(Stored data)

============

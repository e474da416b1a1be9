use std::time::Duration;

use argh::FromArgs;

#[derive(FromArgs)]
#[argh(description = "Interactive FTP client. Type HELP once started to see the available commands")]
pub struct Args {
    #[argh(switch, short = 'D', description = "enable TRACE log level")]
    pub debug: bool,
    #[argh(switch, short = 'v', description = "verbose mode")]
    pub verbose: bool,
    #[argh(switch, short = 'V', description = "print version")]
    pub version: bool,
    #[argh(option, description = "connect timeout in seconds")]
    pub timeout: Option<u64>,
    #[argh(
        option,
        description = "seconds a data connection may stay silent before the transfer fails"
    )]
    pub data_timeout: Option<u64>,
    #[argh(switch, description = "never use EPSV; always use PASV")]
    pub disable_epsv: bool,
    #[argh(positional, description = "host to connect to")]
    pub host: Option<String>,
}

impl Args {
    pub fn connect_timeout(&self) -> Option<Duration> {
        self.timeout.map(Duration::from_secs)
    }

    pub fn data_timeout(&self) -> Option<Duration> {
        self.data_timeout.map(Duration::from_secs)
    }
}
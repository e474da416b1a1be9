//! # Command
//!
//! The set of FTP commands sent on the control connection

pub mod feat;

use std::fmt;

use crate::types::FileType;

#[derive(Debug, Clone, PartialEq, Eq)]
/// Ftp commands with their arguments
pub enum Command {
    /// Change directory to parent directory
    Cdup,
    /// Change working directory
    Cwd(String),
    /// Any command line not covered by this enum
    Custom(String),
    /// Remove file at specified path
    Dele(String),
    /// Extended passive mode <https://www.rfc-editor.org/rfc/rfc2428#section-3>
    Epsv,
    /// List the extensions supported by the server <https://www.rfc-editor.org/rfc/rfc2389>
    Feat,
    /// List entries at specified path. If path is not provided list entries at current working directory
    List(Option<String>),
    /// Get modification time for file at specified path
    Mdtm(String),
    /// Make directory
    Mkd(String),
    /// Machine-readable listing of a directory <https://www.rfc-editor.org/rfc/rfc3659#section-7>
    Mlsd(Option<String>),
    /// Get the list of file names at specified path. If path is not provided list entries at current working directory
    Nlst(Option<String>),
    /// Ping server
    Noop,
    /// Set an option for a command, e.g. `OPTS UTF8 ON`
    Opts(String, Option<String>),
    /// Provide login password
    Pass(String),
    /// Passive mode
    Pasv,
    /// Protection buffer size
    #[cfg(feature = "secure")]
    Pbsz(usize),
    /// Set protection level for the data channel
    #[cfg(feature = "secure")]
    Prot(ProtectionLevel),
    /// Print working directory
    Pwd,
    /// Quit
    Quit,
    /// Reinitialize the session, logging out the current user
    Rein,
    /// Select file to rename
    RenameFrom(String),
    /// Rename selected file to
    RenameTo(String),
    /// Resume transfer from offset
    Rest(u64),
    /// Retrieve file
    Retr(String),
    /// Remove directory
    Rmd(String),
    /// Get file size of specified path
    Size(String),
    /// Put file at specified path
    Store(String),
    /// Set transfer type
    Type(FileType),
    /// Provide user to login as
    User(String),
}

#[cfg(feature = "secure")]
#[derive(Debug, Clone, PartialEq, Eq)]
#[allow(unused)]
/// Protection level; argument for `Prot` command
pub enum ProtectionLevel {
    Clear,
    Private,
}

impl Command {
    /// Line to write in logs. Passwords are masked.
    pub fn log_line(&self) -> String {
        match self {
            Self::Pass(_) => "PASS ******".to_string(),
            cmd => cmd.to_string(),
        }
    }
}

// -- stringify

fn with_optional_arg(f: &mut fmt::Formatter<'_>, name: &str, arg: &Option<String>) -> fmt::Result {
    match arg.as_deref() {
        Some(arg) => write!(f, "{name} {arg}"),
        None => write!(f, "{name}"),
    }
}

impl fmt::Display for Command {
    fn fmt(&self, f: &mut fmt::Formatter<'_>) -> fmt::Result {
        match self {
            Self::Cdup => write!(f, "CDUP"),
            Self::Cwd(d) => write!(f, "CWD {d}"),
            Self::Custom(line) => write!(f, "{line}"),
            Self::Dele(p) => write!(f, "DELE {p}"),
            Self::Epsv => write!(f, "EPSV"),
            Self::Feat => write!(f, "FEAT"),
            Self::List(p) => with_optional_arg(f, "LIST", p),
            Self::Mdtm(p) => write!(f, "MDTM {p}"),
            Self::Mkd(p) => write!(f, "MKD {p}"),
            Self::Mlsd(p) => with_optional_arg(f, "MLSD", p),
            Self::Nlst(p) => with_optional_arg(f, "NLST", p),
            Self::Noop => write!(f, "NOOP"),
            Self::Opts(option, value) => with_optional_arg(f, &format!("OPTS {option}"), value),
            Self::Pass(p) => write!(f, "PASS {p}"),
            Self::Pasv => write!(f, "PASV"),
            #[cfg(feature = "secure")]
            Self::Pbsz(sz) => write!(f, "PBSZ {sz}"),
            #[cfg(feature = "secure")]
            Self::Prot(level) => write!(f, "PROT {level}"),
            Self::Pwd => write!(f, "PWD"),
            Self::Quit => write!(f, "QUIT"),
            Self::Rein => write!(f, "REIN"),
            Self::RenameFrom(p) => write!(f, "RNFR {p}"),
            Self::RenameTo(p) => write!(f, "RNTO {p}"),
            Self::Rest(offset) => write!(f, "REST {offset}"),
            Self::Retr(p) => write!(f, "RETR {p}"),
            Self::Rmd(p) => write!(f, "RMD {p}"),
            Self::Size(p) => write!(f, "SIZE {p}"),
            Self::Store(p) => write!(f, "STOR {p}"),
            Self::Type(t) => write!(f, "TYPE {t}"),
            Self::User(u) => write!(f, "USER {u}"),
        }
    }
}

#[cfg(feature = "secure")]
impl fmt::Display for ProtectionLevel {
    fn fmt(&self, f: &mut fmt::Formatter<'_>) -> fmt::Result {
        match self {
            Self::Clear => write!(f, "C"),
            Self::Private => write!(f, "P"),
        }
    }
}
use super::{Args, FtpSession};

use std::fs::{File, OpenOptions};
use std::io::{self, Seek, SeekFrom, Write};
use std::path::Path;
use tandemftp::native_tls::TlsConnector;
use tandemftp::{CancelToken, NativeTlsConnector, SessionConfig, TransferStream};

pub fn quit(token: &CancelToken, mut ftp: Option<FtpSession>) {
    if let Some(mut ftp) = ftp.take() {
        match ftp.quit(token) {
            Ok(_) => println!("OK"),
            Err(err) => eprintln!("Failed to disconnect from remote: {}", err),
        }
    }
}

pub fn cdup(token: &CancelToken, ftp: &mut FtpSession) {
    match ftp.cdup(token) {
        Ok(_) => println!("OK"),
        Err(err) => eprintln!("CDUP error: {}", err),
    }
}

pub fn connect(token: &CancelToken, args: &Args, remote: &str, secure: bool) -> Option<FtpSession> {
    let mut config = SessionConfig::default().with_disable_epsv(args.disable_epsv);
    if let Some(timeout) = args.connect_timeout() {
        config = config.with_connect_timeout(timeout);
    }
    if let Some(timeout) = args.data_timeout() {
        config = config.with_data_timeout(timeout);
    }
    // if secure, enable TLS
    if secure {
        let ctx = match TlsConnector::builder()
            .danger_accept_invalid_certs(true)
            .danger_accept_invalid_hostnames(true)
            .build()
        {
            Ok(tls) => tls,
            Err(err) => {
                eprintln!("Failed to setup TLS stream: {}", err);
                return None;
            }
        };
        // Get address without port
        let address = remote.split(':').next().unwrap_or(remote);
        config = config.with_tls(NativeTlsConnector::from(ctx), address);
    }
    match FtpSession::connect(remote, config, token) {
        Ok(session) => {
            if let Some(welcome) = session.welcome_msg() {
                println!("{welcome}");
            }
            println!("OK");
            Some(session)
        }
        Err(err) => {
            eprintln!("Failed to connect to remote: {}", err);
            None
        }
    }
}

pub fn cwd(token: &CancelToken, ftp: &mut FtpSession, dir: &str) {
    match ftp.cwd(token, dir) {
        Ok(_) => println!("OK"),
        Err(err) => eprintln!("CWD error: {}", err),
    }
}

pub fn feat(ftp: &mut FtpSession) {
    let mut features: Vec<_> = ftp.features().iter().collect();
    features.sort();
    for (name, params) in features {
        match params {
            Some(params) => println!("{name} {params}"),
            None => println!("{name}"),
        }
    }
}

pub fn list(token: &CancelToken, ftp: &mut FtpSession, p: Option<&str>) {
    match ftp.list(token, p) {
        Ok(files) => {
            files.iter().for_each(|f| println!("{}", f));
        }
        Err(err) => eprintln!("LIST error: {}", err),
    }
}

pub fn nlst(token: &CancelToken, ftp: &mut FtpSession, p: Option<&str>) {
    match ftp.nlst(token, p) {
        Ok(names) => {
            names.iter().for_each(|n| println!("{}", n));
        }
        Err(err) => eprintln!("NLST error: {}", err),
    }
}

pub fn login(token: &CancelToken, ftp: &mut FtpSession) {
    // Read username
    print!("Username: ");
    let _ = io::stdout().flush();
    let mut username = String::new();
    if let Err(err) = io::stdin().read_line(&mut username) {
        eprintln!("Could not read username: {}", err);
        return;
    }
    // Read password
    let password: String = match rpassword::prompt_password("Password: ") {
        Ok(p) => p,
        Err(err) => {
            eprintln!("Could not read password: {}", err);
            return;
        }
    };
    // Login
    match ftp.login(token, username.trim(), password.as_str()) {
        Ok(_) => println!("OK"),
        Err(err) => eprintln!("LOGIN error: {}", err),
    }
}

pub fn mdtm(token: &CancelToken, ftp: &mut FtpSession, f: &str) {
    match ftp.mdtm(token, f) {
        Ok(time) => println!("OK: {}", time),
        Err(err) => eprintln!("MDTM error: {}", err),
    }
}

pub fn mkdir(token: &CancelToken, ftp: &mut FtpSession, f: &str) {
    match ftp.mkdir(token, f) {
        Ok(_) => println!("OK"),
        Err(err) => eprintln!("MKDIR error: {}", err),
    }
}

pub fn noop(token: &CancelToken, ftp: &mut FtpSession) {
    match ftp.noop(token) {
        Ok(_) => println!("OK"),
        Err(err) => eprintln!("NOOP error: {}", err),
    }
}

pub fn put(token: &CancelToken, ftp: &mut FtpSession, local: &Path, dest: &str, offset: u64) {
    let mut reader = match File::open(local) {
        Ok(r) => r,
        Err(err) => {
            eprintln!("Failed to open local file for read: {}", err);
            return;
        }
    };
    if let Err(err) = reader.seek(SeekFrom::Start(offset)) {
        eprintln!("Failed to seek local file: {}", err);
        return;
    }
    match ftp.put_file_from(token, dest, &mut reader, offset) {
        Ok(_) => println!("OK"),
        Err(err) => eprintln!("PUT error: {}", err),
    }
}

pub fn pwd(token: &CancelToken, ftp: &mut FtpSession) {
    match ftp.pwd(token) {
        Ok(p) => println!("OK: {}", p),
        Err(err) => eprintln!("PWD error: {}", err),
    }
}

pub fn rename(token: &CancelToken, ftp: &mut FtpSession, src: &str, dest: &str) {
    match ftp.rename(token, src, dest) {
        Ok(_) => println!("OK"),
        Err(err) => eprintln!("RENAME error: {}", err),
    }
}

pub fn retr(token: &CancelToken, ftp: &mut FtpSession, file: &str, dest: &Path, offset: u64) {
    // resuming appends to what has been downloaded already
    let opened = if offset == 0 {
        File::create(dest)
    } else {
        OpenOptions::new().append(true).open(dest)
    };
    let mut dest: File = match opened {
        Ok(d) => d,
        Err(err) => {
            eprintln!("Failed to open destination file: {}", err);
            return;
        }
    };
    let mut stream = match ftp.retr_from(token, file, offset) {
        Ok(stream) => stream,
        Err(err) => {
            eprintln!("RETR error: {}", err);
            return;
        }
    };
    match io::copy(&mut stream, &mut dest) {
        Ok(bytes) => match stream.close() {
            Ok(()) => println!("OK: {} bytes", bytes),
            Err(err) => eprintln!("RETR error: {}", err),
        },
        Err(err) => eprintln!("RETR error: {}", err),
    }
}

pub fn rm(token: &CancelToken, ftp: &mut FtpSession, file: &str) {
    match ftp.rm(token, file) {
        Ok(_) => println!("OK"),
        Err(err) => eprintln!("RM error: {}", err),
    }
}

pub fn rmdir(token: &CancelToken, ftp: &mut FtpSession, dir: &str) {
    match ftp.rmdir(token, dir) {
        Ok(_) => println!("OK"),
        Err(err) => eprintln!("RMDIR error: {}", err),
    }
}

pub fn rmtree(token: &CancelToken, ftp: &mut FtpSession, dir: &str) {
    match ftp.rmdir_recursive(token, dir) {
        Ok(_) => println!("OK"),
        Err(err) => eprintln!("RMTREE error: {}", err),
    }
}

pub fn size(token: &CancelToken, ftp: &mut FtpSession, file: &str) {
    match ftp.size(token, file) {
        Ok(size) => println!("OK: {}", size),
        Err(err) => eprintln!("SIZE error: {}", err),
    }
}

============

> [What to work on] Every line in the data that holds the string "Rest" should be returned.

> [Response below]
    Rest(u64),
            Self::Rest(offset) => write!(f, "REST {offset}"),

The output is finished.